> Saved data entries
┄┄┄┄┄┄┄┄┄┄
//! Shared status types: phases, condition types, and conditions

use chrono::{DateTime, Utc};
use schemars::JsonSchema;
use serde::{Deserialize, Serialize};

/// Phase of one runtime component (master, worker, or fuse group)
///
/// `None` is only ever the initial value: no transition targets it, so a
/// component that has been observed once can never silently fall back to it.
#[derive(Clone, Copy, Debug, Default, Deserialize, Serialize, JsonSchema, PartialEq, Eq)]
pub enum RuntimePhase {
    /// Component has not been observed yet
    #[default]
    None,
    /// Component exists but does not meet its readiness rule
    NotReady,
    /// Component meets its readiness rule
    Ready,
}

impl std::fmt::Display for RuntimePhase {
    fn fmt(&self, f: &mut std::fmt::Formatter<'_>) -> std::fmt::Result {
        match self {
            Self::None => write!(f, "None"),
            Self::NotReady => write!(f, "NotReady"),
            Self::Ready => write!(f, "Ready"),
        }
    }
}

/// Consumer-facing phase of a Dataset
#[derive(Clone, Copy, Debug, Default, Deserialize, Serialize, JsonSchema, PartialEq, Eq)]
pub enum DatasetPhase {
    /// Bound runtime is not fully ready yet
    #[default]
    NotBound,
    /// Every component of the bound runtime is ready
    Bound,
    /// The last health check of the bound runtime failed
    Failed,
}

impl std::fmt::Display for DatasetPhase {
    fn fmt(&self, f: &mut std::fmt::Formatter<'_>) -> std::fmt::Result {
        match self {
            Self::NotBound => write!(f, "NotBound"),
            Self::Bound => write!(f, "Bound"),
            Self::Failed => write!(f, "Failed"),
        }
    }
}

/// Condition status following Kubernetes conventions
#[derive(Clone, Copy, Debug, Default, Deserialize, Serialize, JsonSchema, PartialEq, Eq)]
pub enum ConditionStatus {
    /// Condition is true
    True,
    /// Condition is false
    False,
    /// Condition status is unknown
    #[default]
    Unknown,
}

impl ConditionStatus {
    /// Map a boolean observation onto True/False
    pub fn from_bool(value: bool) -> Self {
        if value {
            Self::True
        } else {
            Self::False
        }
    }
}

impl std::fmt::Display for ConditionStatus {
    fn fmt(&self, f: &mut std::fmt::Formatter<'_>) -> std::fmt::Result {
        match self {
            Self::True => write!(f, "True"),
            Self::False => write!(f, "False"),
            Self::Unknown => write!(f, "Unknown"),
        }
    }
}

/// Condition types recorded on a CacheRuntime
#[derive(Clone, Copy, Debug, Deserialize, Serialize, JsonSchema, PartialEq, Eq, Hash)]
pub enum RuntimeConditionType {
    /// Master group has the declared number of ready replicas
    #[serde(rename = "RuntimeMasterReady")]
    MasterReady,
    /// Worker group has the declared number of ready replicas
    #[serde(rename = "RuntimeWorkersReady")]
    WorkersReady,
    /// Every scheduled fuse pod is ready
    #[serde(rename = "RuntimeFusesReady")]
    FusesReady,
    /// Worker group was scaled out toward the declared count
    #[serde(rename = "RuntimeWorkersScaledOut")]
    WorkersScaledOut,
    /// Worker group was scaled in toward the declared count
    #[serde(rename = "RuntimeWorkersScaledIn")]
    WorkersScaledIn,
}

impl RuntimeConditionType {
    /// Wire name of the condition type
    pub fn as_str(&self) -> &'static str {
        match self {
            Self::MasterReady => "RuntimeMasterReady",
            Self::WorkersReady => "RuntimeWorkersReady",
            Self::FusesReady => "RuntimeFusesReady",
            Self::WorkersScaledOut => "RuntimeWorkersScaledOut",
            Self::WorkersScaledIn => "RuntimeWorkersScaledIn",
        }
    }
}

impl std::fmt::Display for RuntimeConditionType {
    fn fmt(&self, f: &mut std::fmt::Formatter<'_>) -> std::fmt::Result {
        f.write_str(self.as_str())
    }
}

/// Condition types recorded on a Dataset
#[derive(Clone, Copy, Debug, Deserialize, Serialize, JsonSchema, PartialEq, Eq, Hash)]
pub enum DatasetConditionType {
    /// Dataset is bound to a fully ready runtime
    #[serde(rename = "DatasetReady")]
    Ready,
    /// Last health check of the bound runtime succeeded
    #[serde(rename = "DatasetRuntimeHealthy")]
    RuntimeHealthy,
}

impl DatasetConditionType {
    /// Wire name of the condition type
    pub fn as_str(&self) -> &'static str {
        match self {
            Self::Ready => "DatasetReady",
            Self::RuntimeHealthy => "DatasetRuntimeHealthy",
        }
    }
}

impl std::fmt::Display for DatasetConditionType {
    fn fmt(&self, f: &mut std::fmt::Formatter<'_>) -> std::fmt::Result {
        f.write_str(self.as_str())
    }
}

/// Kubernetes-style condition for status reporting
///
/// Generic over the closed set of condition types of the owning resource,
/// so a runtime condition can never be recorded on a dataset by mistake.
#[derive(Clone, Debug, Deserialize, Serialize, JsonSchema, PartialEq)]
pub struct Condition<T> {
    /// Type of condition
    #[serde(rename = "type")]
    pub type_: T,

    /// Status of the condition (True, False, Unknown)
    pub status: ConditionStatus,

    /// Machine-readable reason for the condition
    pub reason: String,

    /// Human-readable message
    pub message: String,

    /// Last time the condition status flipped
    #[serde(rename = "lastTransitionTime")]
    pub last_transition_time: DateTime<Utc>,
}

impl<T> Condition<T> {
    /// Create a new condition with the current timestamp
    pub fn new(
        type_: T,
        status: ConditionStatus,
        reason: impl Into<String>,
        message: impl Into<String>,
    ) -> Self {
        Self {
            type_,
            status,
            reason: reason.into(),
            message: message.into(),
            last_transition_time: Utc::now(),
        }
    }

    /// True when the condition status is `True`
    pub fn is_true(&self) -> bool {
        self.status == ConditionStatus::True
    }
}

/// Keys of the cache summary maps on runtime and dataset status
#[derive(Clone, Copy, Debug, Deserialize, Serialize, JsonSchema, PartialEq, Eq, PartialOrd, Ord, Hash)]
#[serde(rename_all = "camelCase")]
pub enum CacheStateName {
    /// Total cache capacity across workers (e.g., "20GiB")
    CacheCapacity,
    /// Bytes currently cached (e.g., "5GiB")
    Cached,
    /// Cached bytes as a percentage of the dataset size (e.g., "25.0%")
    CachedPercentage,
    /// Ratio of reads served from cache
    CacheHitRatio,
    /// Ratio of reads served from a node-local worker
    LocalHitRatio,
    /// Ratio of reads served from a remote worker
    RemoteHitRatio,
}

impl CacheStateName {
    /// Every cache state key
    pub const ALL: [CacheStateName; 6] = [
        CacheStateName::CacheCapacity,
        CacheStateName::Cached,
        CacheStateName::CachedPercentage,
        CacheStateName::CacheHitRatio,
        CacheStateName::LocalHitRatio,
        CacheStateName::RemoteHitRatio,
    ];
}

/// Machine-readable condition reasons.
///
/// These appear in `kubectl describe` under the condition REASON column and
/// double as Kubernetes Event reasons.
pub mod reasons {
    /// Master ready replicas match the declared count
    pub const MASTER_READY: &str = "MasterReady";
    /// Master ready replicas differ from the declared count
    pub const MASTER_NOT_READY: &str = "MasterNotReady";
    /// Master StatefulSet does not exist
    pub const MASTER_NOT_FOUND: &str = "MasterNotFound";
    /// Workers reached the declared ready count
    pub const WORKERS_READY: &str = "WorkersReady";
    /// Fewer ready workers than declared
    pub const WORKERS_NOT_READY: &str = "WorkersNotReady";
    /// Worker StatefulSet does not exist
    pub const WORKERS_NOT_FOUND: &str = "WorkersNotFound";
    /// Every scheduled fuse pod is ready
    pub const FUSES_READY: &str = "FusesReady";
    /// Some scheduled fuse pods are not ready
    pub const FUSES_NOT_READY: &str = "FusesNotReady";
    /// Fuse DaemonSet does not exist
    pub const FUSES_NOT_FOUND: &str = "FusesNotFound";
    /// Declared worker count rose above the group's replicas
    pub const WORKERS_SCALED_OUT: &str = "WorkersScaledOut";
    /// Declared worker count dropped below the group's replicas
    pub const WORKERS_SCALED_IN: &str = "WorkersScaledIn";
    /// A newer scale event in the opposite direction superseded this one
    pub const SCALE_SUPERSEDED: &str = "ScaleSuperseded";
    /// Dataset bound to a fully ready runtime
    pub const DATASET_BOUND: &str = "DatasetBound";
    /// Bound runtime has components that are not ready
    pub const RUNTIME_NOT_READY: &str = "RuntimeNotReady";
    /// Bound runtime passed its last health check
    pub const RUNTIME_HEALTHY: &str = "RuntimeHealthy";
    /// Bound runtime failed its last health check
    pub const RUNTIME_UNHEALTHY: &str = "RuntimeUnhealthy";
}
┄┄┄┄┄┄┄┄┄┄
> Aim of the exercise
Print the lines above from the one with "(True, False, Unknown)" through the one with "pub enum CacheStateName", both included, exactly as written and nothing more.

> Result of the task
    /// Status of the condition (True, False, Unknown)
    pub status: ConditionStatus,

    /// Machine-readable reason for the condition
    pub reason: String,

    /// Human-readable message
    pub message: String,

    /// Last time the condition status flipped
    #[serde(rename = "lastTransitionTime")]
    pub last_transition_time: DateTime<Utc>,
}

impl<T> Condition<T> {
    /// Create a new condition with the current timestamp
    pub fn new(
        type_: T,
        status: ConditionStatus,
        reason: impl Into<String>,
        message: impl Into<String>,
    ) -> Self {
        Self {
            type_,
            status,
            reason: reason.into(),
            message: message.into(),
            last_transition_time: Utc::now(),
        }
    }

    /// True when the condition status is `True`
    pub fn is_true(&self) -> bool {
        self.status == ConditionStatus::True
    }
}

/// Keys of the cache summary maps on runtime and dataset status
#[derive(Clone, Copy, Debug, Deserialize, Serialize, JsonSchema, PartialEq, Eq, PartialOrd, Ord, Hash)]
#[serde(rename_all = "camelCase")]
pub enum CacheStateName {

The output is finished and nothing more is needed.